До дебюта Константин Сергеевич не раз вызывал к себе молодого дирижера и расспрашивал, как идут репетиции. Он подолгу учил его тайнам расслабления мышц, борьбе с непроизвольным мышечным напряжением и в пример ставил кошку, которая, ложась на песок, оставляет отпечаток всего своего тела. Еще до дебюта и потом, когда Алексей Федорович вел спектакль, Станиславский заставлял его на репетициях танцевать все танцы из «Онегина» вместе с артистами. Алексей Федорович с великим удовольствием танцевал оба бала и даже получил одобрение балетмейстера Поспехина, на что, смеясь, ответил: «На то я чуточку поляк, а они народ танцующий».
Иногда встречи происходили в обстановке отдыха, Константин Сергеевич просто беседовал и делился воспоминаниями. Как-то он потряс Алексея Федоровича рассказом, как в холодный ветреный день ехал на извозчике и, приближаясь к мосту через Москву-реку, увидел стоящего в воде человека. Человек был в пальто, вода достигала ему до подмышек. И вдруг Константин Сергеевич с удивлением узнал Петра Ильича Чайковского. С искаженным лицом Петр Ильич медлил окончательно погрузиться в воду, Станиславский с извозчиком бросились к нему и вытащили не сопротивлявшегося Чайковского. Извозчик во весь опор погнал лошадь и привез к Константину Сергеевичу окоченевшего, мокрого Петра Ильича. Здесь его отпаивали коньяком, горячим чаем, надели всё сухое и, отогрев, закутав в шубу, повезли домой. Петр Ильич молчал и всё дрожал. Это была попытка самоубийства Петра Ильича после злосчастной его женитьбы. Вот, оказывается, кому потомство обязано его жизнью и спасением. Чайковский долго после этого болел и не скоро оправился. Трепетно и страстно прозвучал этот рассказ-воспоминание в затемненном кабинете Константина Сергеевича[33].

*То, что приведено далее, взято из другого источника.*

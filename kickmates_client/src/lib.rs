pub mod api;
pub mod cli;
pub mod comments;
pub mod config;
pub mod conversations;
pub mod error;
pub mod messages;
pub mod models;
pub mod session;
pub mod telemetry;
pub mod threading;
pub mod utils;
pub mod votes;

pub use api::ApiClient;
pub use error::{ClientError, ErrorCategory, Result};
pub use session::{Session, SessionStore};
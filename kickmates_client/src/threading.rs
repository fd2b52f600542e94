//! Turns the server's flat comment lists into reply trees.
//!
//! Replies whose parent is missing from the input (filtered out, deleted, or
//! part of a parent cycle) are promoted to top level so no comment is ever
//! dropped from the rendered thread.

use crate::models::{Comment, CommentNode};
use crate::utils::parse_timestamp;
use std::cmp::Ordering;
use std::collections::{HashMap, HashSet};

#[derive(Debug, Clone, Copy, Default, PartialEq, Eq)]
pub enum CommentSort {
    #[default]
    Newest,
    Oldest,
}

impl std::str::FromStr for CommentSort {
    type Err = String;

    fn from_str(raw: &str) -> Result<Self, Self::Err> {
        match raw.trim().to_ascii_lowercase().as_str() {
            "newest" | "new" | "desc" => Ok(CommentSort::Newest),
            "oldest" | "old" | "asc" => Ok(CommentSort::Oldest),
            other => Err(format!("unknown sort '{other}' (expected newest or oldest)")),
        }
    }
}

/// How reply lists are ordered once the tree is built.
#[derive(Debug, Clone, Copy, Default, PartialEq, Eq)]
pub enum ReplyOrder {
    /// Keep the order in which replies appeared in the sorted flat list.
    #[default]
    Inherit,
    /// Re-sort every reply list by creation time, oldest first.
    OldestFirst,
}

/// Total order on creation time. Unparsable timestamps sort after every
/// parsable one and compare among themselves as raw strings.
fn compare_created(a: &Comment, b: &Comment) -> Ordering {
    match (parse_timestamp(&a.created_at), parse_timestamp(&b.created_at)) {
        (Some(left), Some(right)) => left.cmp(&right),
        (Some(_), None) => Ordering::Less,
        (None, Some(_)) => Ordering::Greater,
        (None, None) => a.created_at.cmp(&b.created_at),
    }
}

/// Stable sort of a flat comment list by creation time.
pub fn sort_comments(comments: &mut [Comment], sort: CommentSort) {
    match sort {
        CommentSort::Oldest => comments.sort_by(compare_created),
        CommentSort::Newest => comments.sort_by(|a, b| compare_created(b, a)),
    }
}

/// Two-pass grouping: index every comment by id, then hang each one under
/// its parent or at the top level.
pub fn build_comment_tree(comments: &[Comment]) -> Vec<CommentNode> {
    let mut index: HashMap<i64, usize> = HashMap::with_capacity(comments.len());
    let mut unique: Vec<&Comment> = Vec::with_capacity(comments.len());
    for comment in comments {
        if index.contains_key(&comment.id) {
            tracing::debug!(comment_id = comment.id, "ignoring duplicate comment id");
            continue;
        }
        index.insert(comment.id, unique.len());
        unique.push(comment);
    }

    let mut children: Vec<Vec<usize>> = vec![Vec::new(); unique.len()];
    let mut roots: Vec<usize> = Vec::new();
    for (position, comment) in unique.iter().enumerate() {
        match comment
            .parent_comment_id
            .filter(|parent| *parent != comment.id)
            .and_then(|parent| index.get(&parent))
        {
            Some(&parent) => children[parent].push(position),
            None => roots.push(position),
        }
    }

    let mut visited = HashSet::with_capacity(unique.len());
    let mut tree: Vec<CommentNode> = Vec::with_capacity(roots.len());
    for root in roots {
        tree.push(assemble(root, &unique, &children, &mut visited));
    }

    // Anything still unvisited hangs off a parent cycle; promote it.
    for position in 0..unique.len() {
        if !visited.contains(&position) {
            tracing::debug!(
                comment_id = unique[position].id,
                "promoting comment caught in a parent cycle"
            );
            tree.push(assemble(position, &unique, &children, &mut visited));
        }
    }

    tree
}

fn assemble(
    position: usize,
    comments: &[&Comment],
    children: &[Vec<usize>],
    visited: &mut HashSet<usize>,
) -> CommentNode {
    visited.insert(position);
    let replies = children[position]
        .iter()
        .filter(|child| !visited.contains(*child))
        .copied()
        .collect::<Vec<_>>()
        .into_iter()
        .map(|child| assemble(child, comments, children, visited))
        .collect();
    CommentNode {
        comment: comments[position].clone(),
        replies,
    }
}

/// Convenience wrapper: sort, build, then order replies.
pub fn thread_comments(
    comments: &[Comment],
    sort: CommentSort,
    reply_order: ReplyOrder,
) -> Vec<CommentNode> {
    let mut sorted = comments.to_vec();
    sort_comments(&mut sorted, sort);
    let mut tree = build_comment_tree(&sorted);
    if reply_order == ReplyOrder::OldestFirst {
        for node in &mut tree {
            sort_replies_oldest_first(node);
        }
    }
    tree
}

fn sort_replies_oldest_first(node: &mut CommentNode) {
    node.replies.sort_by(|a, b| compare_created(&a.comment, &b.comment));
    for reply in &mut node.replies {
        sort_replies_oldest_first(reply);
    }
}

/// Depth-first list of every id in the tree.
pub fn flatten_ids(tree: &[CommentNode]) -> Vec<i64> {
    let mut ids = Vec::new();
    collect_ids(tree, &mut ids);
    ids
}

fn collect_ids(nodes: &[CommentNode], ids: &mut Vec<i64>) {
    for node in nodes {
        ids.push(node.id());
        collect_ids(&node.replies, ids);
    }
}

pub fn count_nodes(tree: &[CommentNode]) -> usize {
    tree.iter().map(|node| 1 + count_nodes(&node.replies)).sum()
}

pub fn find_node(tree: &[CommentNode], comment_id: i64) -> Option<&CommentNode> {
    for node in tree {
        if node.id() == comment_id {
            return Some(node);
        }
        if let Some(found) = find_node(&node.replies, comment_id) {
            return Some(found);
        }
    }
    None
}

#[cfg(test)]
pub(crate) mod tests {
    use super::*;
    use pretty_assertions::assert_eq;

    pub(crate) fn comment(id: i64, parent: Option<i64>, created_at: &str) -> Comment {
        Comment {
            id,
            content: format!("comment {id}"),
            created_at: created_at.into(),
            user_id: 1,
            username: "player".into(),
            profile_image: None,
            parent_comment_id: parent,
            thumbs_up: 0,
            thumbs_down: 0,
            user_vote: None,
        }
    }

    fn root_ids(tree: &[CommentNode]) -> Vec<i64> {
        tree.iter().map(CommentNode::id).collect()
    }

    #[test]
    fn newest_sort_puts_latest_root_first() {
        let comments = vec![
            comment(1, None, "2024-01-01"),
            comment(2, Some(1), "2024-01-02"),
            comment(3, None, "2024-01-03"),
        ];
        let tree = thread_comments(&comments, CommentSort::Newest, ReplyOrder::Inherit);
        assert_eq!(root_ids(&tree), vec![3, 1]);
        assert_eq!(root_ids(&tree[1].replies), vec![2]);
    }

    #[test]
    fn sort_orders_follow_the_toggle() {
        let comments = vec![
            comment(2, None, "2024-01-02 09:00:00"),
            comment(1, None, "2024-01-01 09:00:00"),
            comment(3, None, "2024-01-03 09:00:00"),
        ];
        let newest = thread_comments(&comments, CommentSort::Newest, ReplyOrder::Inherit);
        let oldest = thread_comments(&comments, CommentSort::Oldest, ReplyOrder::Inherit);
        assert_eq!(root_ids(&newest), vec![3, 2, 1]);
        assert_eq!(root_ids(&oldest), vec![1, 2, 3]);
    }

    #[test]
    fn mixed_timestamp_formats_sort_consistently() {
        let comments = vec![
            comment(1, None, "2024-01-01T23:00:00+12:00"),
            comment(2, None, "2024-01-01 15:00:00"),
            comment(3, None, "2024-01-01 20:00 oops"),
            comment(4, None, "2024-01-01"),
            comment(5, None, "garbage"),
        ];
        for a in &comments {
            for b in &comments {
                assert_eq!(compare_created(a, b), compare_created(b, a).reverse());
                for c in &comments {
                    if compare_created(a, b).is_lt() && compare_created(b, c).is_lt() {
                        assert!(compare_created(a, c).is_lt());
                    }
                }
            }
        }

        let oldest = thread_comments(&comments, CommentSort::Oldest, ReplyOrder::Inherit);
        assert_eq!(root_ids(&oldest), vec![4, 1, 2, 3, 5]);
        let newest = thread_comments(&comments, CommentSort::Newest, ReplyOrder::Inherit);
        assert_eq!(root_ids(&newest), vec![5, 3, 2, 1, 4]);
    }

    #[test]
    fn orphans_are_promoted_not_dropped() {
        let comments = vec![comment(1, None, "2024-01-01"), comment(5, Some(99), "2024-01-02")];
        let tree = build_comment_tree(&comments);
        assert_eq!(root_ids(&tree), vec![1, 5]);
    }

    #[test]
    fn every_input_id_appears_exactly_once() {
        let comments = vec![
            comment(1, None, "2024-01-01"),
            comment(2, Some(1), "2024-01-02"),
            comment(3, Some(2), "2024-01-03"),
            comment(4, Some(1), "2024-01-04"),
            comment(5, Some(42), "2024-01-05"),
            comment(6, Some(7), "2024-01-06"),
            comment(7, Some(6), "2024-01-07"),
            comment(8, Some(8), "2024-01-08"),
        ];
        let tree = build_comment_tree(&comments);
        let mut ids = flatten_ids(&tree);
        ids.sort_unstable();
        assert_eq!(ids, vec![1, 2, 3, 4, 5, 6, 7, 8]);
        assert_eq!(count_nodes(&tree), comments.len());
    }

    #[test]
    fn duplicate_ids_keep_first_occurrence() {
        let mut second = comment(1, None, "2024-01-02");
        second.content = "stale copy".into();
        let tree = build_comment_tree(&[comment(1, None, "2024-01-01"), second]);
        assert_eq!(tree.len(), 1);
        assert_eq!(tree[0].comment.content, "comment 1");
    }

    #[test]
    fn replies_can_be_resorted_oldest_first() {
        let comments = vec![
            comment(1, None, "2024-01-01"),
            comment(2, Some(1), "2024-01-02"),
            comment(3, Some(1), "2024-01-03"),
        ];
        let inherited = thread_comments(&comments, CommentSort::Newest, ReplyOrder::Inherit);
        assert_eq!(root_ids(&inherited[0].replies), vec![3, 2]);
        let sorted = thread_comments(&comments, CommentSort::Newest, ReplyOrder::OldestFirst);
        assert_eq!(root_ids(&sorted[0].replies), vec![2, 3]);
    }

    #[test]
    fn find_node_searches_nested_replies() {
        let comments = vec![
            comment(1, None, "2024-01-01"),
            comment(2, Some(1), "2024-01-02"),
            comment(3, Some(2), "2024-01-03"),
        ];
        let tree = build_comment_tree(&comments);
        assert_eq!(find_node(&tree, 3).map(CommentNode::id), Some(3));
        assert!(find_node(&tree, 4).is_none());
    }
}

Настал наконец счастливейший, долгожданный для Алексея Федоровича день встречи с Вячеславом Ивановичем Суком. Он был торжественно представлен своему кумиру, и вскоре Вячеслав Иванович положил ему руки на плечи и с милым чешским акцентом сказал: «Дайте мне на вас посмотреть поближе. Да, у вас хорошее лицо. У дирижера должно быть хорошее лицо». У него у самого было лицо, которое хотелось расцеловать, милое, бесконечно доброе и светлое. Через некоторое время он сказал: «Говорят, что вы подражаете мне. Я сам десять лет подражал Направнику».
Репетируя перед спектаклем у Станиславского, Сук поставил Алексея Федоровича справа у барьера оркестровой ямы и в каких-то местах поворачивался к нему, кивая головой, обращая его внимание, как надо дирижировать данным местом. Спектакль с Суком был праздником для артистов театра и для Москвы. Дирижерский пульт был обвит цветами, Сук дирижировал сидя.
Знаменитый дирижер приглашал Козловского к себе домой (познакомил со своим попугаем, который кричал: «Сук, браво!»), расспрашивал, у кого и в каких объемах Алексей Федорович проходил строгий стиль – «А я проходил только по Беллерману», рассказывал о своих волнениях перед выступлениями и как каждый раз принимает валерьянку перед увертюрой к «Руслану и Людмиле». Присутствовал он и на последних репетициях дебютанта, а на самом дебюте из-за внезапной болезни быть не смог, но в каждом антракте справлялся по телефону, как чувствует себя дирижер и как ведет спектакль. Заканчивал всегда: «Я рад. Я за него спокоен». Позднее он говорил: «Я его крестный папа».
Дебют Алексея Федоровича прошел отлично. Оркестр и певцы приняли его сразу. Вечер его первого спектакля был отмечен большим количеством особых слушателей. Кроме его профессоров – Мясковского, Василенко, Жиляева, Конюса и, конечно, Хессина, было много музыкантов и композиторов разных поколений и студентов Консерватории. Козловский приобрел себе внезапно много друзей в среде музыкальной и художественной Москвы. На спектаклях «Онегина» стало традицией у публики встречать его аплодисментами после «Ларинского бала». Константин Сергеевич хмурился – это было против «студийных правил», – но публике не прикажешь. В это время Алексей Козловский близко сошелся с Львом Книппером, подружился с Половинкиным (одним из самых блестящих остроумцев музыкальной Москвы), трудным Мосоловым и Николаем Раковым.